**Task to complete**
What is needed is an exact copy of the lines in the listing below, from the one with "a failed check." up to and including the one with "ASN of the proxied address.", with no other lines.

#####

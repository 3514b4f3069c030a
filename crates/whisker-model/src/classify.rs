//! Payload classification and normalization.

use chrono::{DateTime, NaiveDateTime, Utc};
use once_cell::sync::Lazy;
use regex::Regex;

use crate::payload::StatusPayload;
use crate::record::StatusRecord;

/// Substituted when a failed check carries no error text.
const UNKNOWN_BACKEND_ERROR: &str = "Unknown error from backend.";

static RATE_LIMIT_PATTERN: Lazy<Regex> = Lazy::new(|| {
    Regex::new(r"(?i)rate limit: last change too recent").expect("rate limit pattern is valid")
});

/// Classification of a decoded status payload.
#[derive(Debug, Clone, Copy, PartialEq, Eq)]
pub enum RecordKind {
    /// The check succeeded; the record carries the full session state.
    Healthy,
    /// The tracker rate-limited the check. The record stays informational:
    /// the message lands in `status_message` and counters are preserved.
    SoftFailure,
    /// The check failed outright; the record carries only the error.
    HardFailure,
}

impl RecordKind {
    #[must_use]
    /// Notice severity matching the classification.
    pub const fn severity(self) -> crate::Severity {
        match self {
            Self::Healthy => crate::Severity::Success,
            Self::SoftFailure => crate::Severity::Warning,
            Self::HardFailure => crate::Severity::Error,
        }
    }
}

/// Turn a wire payload into the canonical record.
///
/// A payload with `success == false` or a non-empty `error` is a failed
/// check. Failures matching the tracker's rate-limit message stay soft:
/// every field is mapped as usual, `error` is cleared, and the message is
/// surfaced through `status_message`. Any other failure collapses to a
/// hard-failure record via [`StatusRecord::failure`].
#[must_use]
pub fn normalize(payload: StatusPayload) -> (StatusRecord, RecordKind) {
    match failure_message(&payload) {
        Some(message) if RATE_LIMIT_PATTERN.is_match(&message) => {
            let mut record = map_fields(payload);
            record.error = None;
            record.status_message = Some(message);
            (record, RecordKind::SoftFailure)
        }
        Some(message) => (StatusRecord::failure(message), RecordKind::HardFailure),
        None => (map_fields(payload), RecordKind::Healthy),
    }
}

fn failure_message(payload: &StatusPayload) -> Option<String> {
    let error_text = payload.error.as_deref().filter(|text| !text.is_empty());
    if payload.success == Some(false) || error_text.is_some() {
        Some(error_text.unwrap_or(UNKNOWN_BACKEND_ERROR).to_string())
    } else {
        None
    }
}

fn map_fields(payload: StatusPayload) -> StatusRecord {
    StatusRecord {
        configured: payload.configured.unwrap_or(true),
        error: None,
        status_message: first_non_empty(payload.status_message, payload.message),
        last_check_time: payload.last_check_time.as_deref().and_then(parse_timestamp),
        next_check_time: payload.next_check_time.as_deref().and_then(parse_timestamp),
        rate_limit_seconds: payload.ratelimit.unwrap_or(0),
        check_frequency_minutes: payload.check_freq.unwrap_or(5),
        points: payload.points,
        cheese: payload.cheese,
        mam_id: payload.mam_id,
        current_ip: payload.current_ip,
        current_ip_asn: payload.current_ip_asn,
        detected_public_ip: payload.detected_public_ip,
        detected_public_ip_asn: payload.detected_public_ip_asn,
        detected_public_ip_as: payload.detected_public_ip_as,
        proxied_public_ip: payload.proxied_public_ip,
        proxied_public_ip_asn: payload.proxied_public_ip_asn,
        proxied_public_ip_as: payload.proxied_public_ip_as,
        mam_cookie_exists: payload.mam_cookie_exists,
        mam_session_as: payload.mam_session_as,
        asn: payload.asn,
        details: payload.details,
    }
}

fn first_non_empty(primary: Option<String>, fallback: Option<String>) -> Option<String> {
    primary
        .filter(|text| !text.is_empty())
        .or_else(|| fallback.filter(|text| !text.is_empty()))
}

/// Timestamps arrive as RFC 3339 or as a space-separated UTC date-time;
/// anything else is treated as absent.
fn parse_timestamp(value: &str) -> Option<DateTime<Utc>> {
    if let Ok(parsed) = DateTime::parse_from_rfc3339(value) {
        return Some(parsed.with_timezone(&Utc));
    }
    NaiveDateTime::parse_from_str(value, "%Y-%m-%d %H:%M:%S")
        .ok()
        .map(|naive| naive.and_utc())
}

#[cfg(test)]
mod tests {
    use super::*;
    use crate::Severity;
    use chrono::TimeZone;

    fn healthy_payload() -> StatusPayload {
        StatusPayload {
            success: Some(true),
            mam_id: Some("abc123".to_string()),
            message: Some("No check needed yet".to_string()),
            next_check_time: Some("2026-08-22T10:30:00Z".to_string()),
            last_check_time: Some("2026-08-22 10:25:00".to_string()),
            points: Some(55_100),
            cheese: Some(7),
            ..StatusPayload::default()
        }
    }

    #[test]
    fn healthy_payload_maps_fields_and_defaults() {
        let (record, kind) = normalize(healthy_payload());
        assert_eq!(kind, RecordKind::Healthy);
        assert!(record.configured);
        assert!(record.error.is_none());
        assert_eq!(record.status_message.as_deref(), Some("No check needed yet"));
        assert_eq!(record.rate_limit_seconds, 0);
        assert_eq!(record.check_frequency_minutes, 5);
        assert_eq!(record.points, Some(55_100));
        assert_eq!(
            record.next_check_time,
            Some(Utc.with_ymd_and_hms(2026, 8, 22, 10, 30, 0).unwrap())
        );
        assert_eq!(
            record.last_check_time,
            Some(Utc.with_ymd_and_hms(2026, 8, 22, 10, 25, 0).unwrap())
        );
    }

    #[test]
    fn explicit_numeric_fields_are_kept() {
        let payload = StatusPayload {
            ratelimit: Some(0),
            check_freq: Some(30),
            ..healthy_payload()
        };
        let (record, _) = normalize(payload);
        assert_eq!(record.rate_limit_seconds, 0);
        assert_eq!(record.check_frequency_minutes, 30);
    }

    #[test]
    fn status_message_prefers_the_dedicated_field() {
        let payload = StatusPayload {
            status_message: Some("Check complete".to_string()),
            ..healthy_payload()
        };
        let (record, _) = normalize(payload);
        assert_eq!(record.status_message.as_deref(), Some("Check complete"));
    }

    #[test]
    fn rate_limited_check_stays_soft() {
        let payload = StatusPayload {
            success: Some(false),
            error: Some("Rate limit: last change too recent".to_string()),
            ..healthy_payload()
        };
        let (record, kind) = normalize(payload);
        assert_eq!(kind, RecordKind::SoftFailure);
        assert_eq!(kind.severity(), Severity::Warning);
        assert!(record.error.is_none());
        assert_eq!(
            record.status_message.as_deref(),
            Some("Rate limit: last change too recent")
        );
        assert_eq!(record.points, Some(55_100));
        assert!(record.next_check_time.is_some());
    }

    #[test]
    fn backend_failure_collapses_to_error_record() {
        let payload = StatusPayload {
            success: Some(false),
            error: Some("MaM session cookie invalid".to_string()),
            ..healthy_payload()
        };
        let (record, kind) = normalize(payload);
        assert_eq!(kind, RecordKind::HardFailure);
        assert_eq!(record.error.as_deref(), Some("MaM session cookie invalid"));
        assert!(record.configured);
        assert!(record.points.is_none());
        assert!(record.cheese.is_none());
        assert!(record.next_check_time.is_none());
    }

    #[test]
    fn failure_without_text_uses_fallback_message() {
        let payload = StatusPayload {
            success: Some(false),
            error: Some(String::new()),
            ..StatusPayload::default()
        };
        let (record, kind) = normalize(payload);
        assert_eq!(kind, RecordKind::HardFailure);
        assert_eq!(record.error.as_deref(), Some("Unknown error from backend."));
    }

    #[test]
    fn error_field_alone_marks_a_failure() {
        let payload = StatusPayload {
            error: Some("tracker unreachable".to_string()),
            ..StatusPayload::default()
        };
        let (_, kind) = normalize(payload);
        assert_eq!(kind, RecordKind::HardFailure);
    }

    #[test]
    fn unconfigured_payload_stays_healthy_but_unconfigured() {
        let payload = StatusPayload {
            configured: Some(false),
            ..StatusPayload::default()
        };
        let (record, kind) = normalize(payload);
        assert_eq!(kind, RecordKind::Healthy);
        assert!(!record.configured);
        assert!(record.scheduling_deadline().is_none());
    }

    #[test]
    fn unparseable_timestamp_is_treated_as_absent() {
        let payload = StatusPayload {
            next_check_time: Some("soon".to_string()),
            ..healthy_payload()
        };
        let (record, _) = normalize(payload);
        assert!(record.next_check_time.is_none());
    }
}
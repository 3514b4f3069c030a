//! Wire DTOs mirroring the backend's JSON contract.

use serde::{Deserialize, Serialize};
use serde_json::{Map, Value};

/// Raw response body for `GET /api/status`.
///
/// Every field is optional on the wire; absent keys and explicit `null` are
/// equivalent after decoding. Unknown keys are ignored.
#[derive(Debug, Clone, Default, Serialize, Deserialize, PartialEq)]
pub struct StatusPayload {
    #[serde(skip_serializing_if = "Option::is_none")]
    /// `false` marks a failed check; absent means the check succeeded.
    pub success: Option<bool>,
    #[serde(skip_serializing_if = "Option::is_none")]
    /// Backend error description accompanying a failed check.
    pub error: Option<String>,
    #[serde(skip_serializing_if = "Option::is_none")]
    /// Session identifier (cookie value) tracked by the backend.
    pub mam_id: Option<String>,
    #[serde(skip_serializing_if = "Option::is_none")]
    /// Seconds the tracker rate-limits further checks.
    pub ratelimit: Option<u64>,
    #[serde(skip_serializing_if = "Option::is_none")]
    /// Configured check frequency in minutes.
    pub check_freq: Option<u64>,
    #[serde(skip_serializing_if = "Option::is_none")]
    /// Human-readable status line.
    pub message: Option<String>,
    #[serde(skip_serializing_if = "Option::is_none")]
    /// Alternate status line used by some backend versions.
    pub status_message: Option<String>,
    #[serde(skip_serializing_if = "Option::is_none")]
    /// Public address detected by the backend.
    pub detected_public_ip: Option<String>,
    #[serde(skip_serializing_if = "Option::is_none")]
    /// Address the session is currently bound to.
    pub current_ip: Option<String>,
    #[serde(skip_serializing_if = "Option::is_none")]
    /// ASN of the current address.
    pub current_ip_asn: Option<String>,
    #[serde(skip_serializing_if = "Option::is_none")]
    /// ASN of the detected public address.
    pub detected_public_ip_asn: Option<String>,
    #[serde(skip_serializing_if = "Option::is_none")]
    /// AS description of the detected public address.
    pub detected_public_ip_as: Option<String>,
    #[serde(skip_serializing_if = "Option::is_none")]
    /// Public address observed through the proxy, when one is configured.
    pub proxied_public_ip: Option<String>,
    #[serde(skip_serializing_if = "Option::is_none")]
    /// ASN of the proxied address.
    pub proxied_public_ip_asn: Option<String>,
    #[serde(skip_serializing_if = "Option::is_none")]
    /// AS description of the proxied address.
    pub proxied_public_ip_as: Option<String>,
    #[serde(skip_serializing_if = "Option::is_none")]
    /// Whether the session cookie is present on the backend.
    pub mam_cookie_exists: Option<bool>,
    #[serde(skip_serializing_if = "Option::is_none")]
    /// AS description recorded for the session.
    pub mam_session_as: Option<String>,
    #[serde(skip_serializing_if = "Option::is_none")]
    /// ASN recorded for the session.
    pub asn: Option<String>,
    #[serde(skip_serializing_if = "Option::is_none")]
    /// Timestamp of the last completed check.
    pub last_check_time: Option<String>,
    #[serde(skip_serializing_if = "Option::is_none")]
    /// Timestamp of the next scheduled check.
    pub next_check_time: Option<String>,
    #[serde(skip_serializing_if = "Option::is_none")]
    /// Bonus points at the last check.
    pub points: Option<u64>,
    #[serde(skip_serializing_if = "Option::is_none")]
    /// Cheese at the last check.
    pub cheese: Option<u64>,
    #[serde(skip_serializing_if = "Option::is_none")]
    /// Whether the session is fully configured; absent means configured.
    pub configured: Option<bool>,
    #[serde(skip_serializing_if = "Option::is_none")]
    /// Free-form per-check details; `success` and `error` keys describe the
    /// most recent tracker check outcome.
    pub details: Option<Map<String, Value>>,
}

/// Raw response body for `POST /api/session/update_seedbox`.
#[derive(Debug, Clone, Default, Serialize, Deserialize, PartialEq, Eq)]
pub struct SeedboxResponse {
    #[serde(skip_serializing_if = "Option::is_none")]
    /// Whether the seedbox-side update was applied.
    pub success: Option<bool>,
    #[serde(skip_serializing_if = "Option::is_none")]
    /// Confirmation message on success.
    pub msg: Option<String>,
    #[serde(skip_serializing_if = "Option::is_none")]
    /// Failure description when the update was not applied.
    pub error: Option<String>,
}

/// Settled result of a seedbox update, with the message resolved.
#[derive(Debug, Clone, PartialEq, Eq)]
pub struct SeedboxOutcome {
    /// Whether the backend reported the update as applied.
    pub success: bool,
    /// Message to surface to the operator.
    pub message: String,
}

impl From<SeedboxResponse> for SeedboxOutcome {
    fn from(response: SeedboxResponse) -> Self {
        let success = response.success.unwrap_or(false);
        let message = if success {
            non_empty(response.msg).unwrap_or_else(|| "Seedbox updated!".to_string())
        } else {
            non_empty(response.error)
                .or_else(|| non_empty(response.msg))
                .unwrap_or_else(|| "Update failed".to_string())
        };
        Self { success, message }
    }
}

/// Response body for `GET /api/sessions`.
#[derive(Debug, Clone, Default, Serialize, Deserialize, PartialEq, Eq)]
pub struct SessionsResponse {
    /// Labels of every configured session.
    #[serde(default)]
    pub sessions: Vec<String>,
}

/// Request body carrying a session label, shared by the seedbox update and
/// last-session endpoints.
#[derive(Debug, Clone, Serialize, Deserialize, PartialEq, Eq)]
pub struct SessionLabelRequest {
    /// Session the request applies to.
    pub label: String,
}

impl SessionLabelRequest {
    #[must_use]
    /// Build a request body for the given label.
    pub fn new(label: impl Into<String>) -> Self {
        Self {
            label: label.into(),
        }
    }
}

fn non_empty(value: Option<String>) -> Option<String> {
    value.filter(|text| !text.is_empty())
}

#[cfg(test)]
mod tests {
    use super::*;

    #[test]
    fn status_payload_ignores_unknown_keys() {
        let payload: StatusPayload = serde_json::from_str(
            r#"{"success": true, "points": 1234, "brand_new_field": "ignored"}"#,
        )
        .expect("payload should decode");
        assert_eq!(payload.success, Some(true));
        assert_eq!(payload.points, Some(1234));
    }

    #[test]
    fn status_payload_treats_null_as_absent() {
        let payload: StatusPayload =
            serde_json::from_str(r#"{"error": null, "next_check_time": null}"#)
                .expect("payload should decode");
        assert_eq!(payload, StatusPayload::default());
    }

    #[test]
    fn status_payload_omits_absent_fields_on_encode() {
        let payload = StatusPayload {
            success: Some(true),
            ..StatusPayload::default()
        };
        let text = serde_json::to_string(&payload).expect("payload should encode");
        assert_eq!(text, r#"{"success":true}"#);
    }

    #[test]
    fn seedbox_outcome_prefers_msg_on_success() {
        let outcome = SeedboxOutcome::from(SeedboxResponse {
            success: Some(true),
            msg: Some("Updated ip".to_string()),
            error: None,
        });
        assert!(outcome.success);
        assert_eq!(outcome.message, "Updated ip");
    }

    #[test]
    fn seedbox_outcome_falls_back_to_defaults() {
        let success = SeedboxOutcome::from(SeedboxResponse {
            success: Some(true),
            msg: Some(String::new()),
            error: None,
        });
        assert_eq!(success.message, "Seedbox updated!");

        let failure = SeedboxOutcome::from(SeedboxResponse::default());
        assert!(!failure.success);
        assert_eq!(failure.message, "Update failed");
    }

    #[test]
    fn seedbox_outcome_reports_error_text_on_failure() {
        let outcome = SeedboxOutcome::from(SeedboxResponse {
            success: Some(false),
            msg: Some("ignored".to_string()),
            error: Some("no update needed".to_string()),
        });
        assert!(!outcome.success);
        assert_eq!(outcome.message, "no update needed");
    }

    #[test]
    fn session_label_request_encodes_label_only() {
        let body = SessionLabelRequest::new("main");
        let text = serde_json::to_string(&body).expect("request should encode");
        assert_eq!(text, r#"{"label":"main"}"#);
    }
}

#####

**Response to this task**
    /// Backend error description accompanying a failed check.
    pub error: Option<String>,
    #[serde(skip_serializing_if = "Option::is_none")]
    /// Session identifier (cookie value) tracked by the backend.
    pub mam_id: Option<String>,
    #[serde(skip_serializing_if = "Option::is_none")]
    /// Seconds the tracker rate-limits further checks.
    pub ratelimit: Option<u64>,
    #[serde(skip_serializing_if = "Option::is_none")]
    /// Configured check frequency in minutes.
    pub check_freq: Option<u64>,
    #[serde(skip_serializing_if = "Option::is_none")]
    /// Human-readable status line.
    pub message: Option<String>,
    #[serde(skip_serializing_if = "Option::is_none")]
    /// Alternate status line used by some backend versions.
    pub status_message: Option<String>,
    #[serde(skip_serializing_if = "Option::is_none")]
    /// Public address detected by the backend.
    pub detected_public_ip: Option<String>,
    #[serde(skip_serializing_if = "Option::is_none")]
    /// Address the session is currently bound to.
    pub current_ip: Option<String>,
    #[serde(skip_serializing_if = "Option::is_none")]
    /// ASN of the current address.
    pub current_ip_asn: Option<String>,
    #[serde(skip_serializing_if = "Option::is_none")]
    /// ASN of the detected public address.
    pub detected_public_ip_asn: Option<String>,
    #[serde(skip_serializing_if = "Option::is_none")]
    /// AS description of the detected public address.
    pub detected_public_ip_as: Option<String>,
    #[serde(skip_serializing_if = "Option::is_none")]
    /// Public address observed through the proxy, when one is configured.
    pub proxied_public_ip: Option<String>,
    #[serde(skip_serializing_if = "Option::is_none")]
    /// ASN of the proxied address.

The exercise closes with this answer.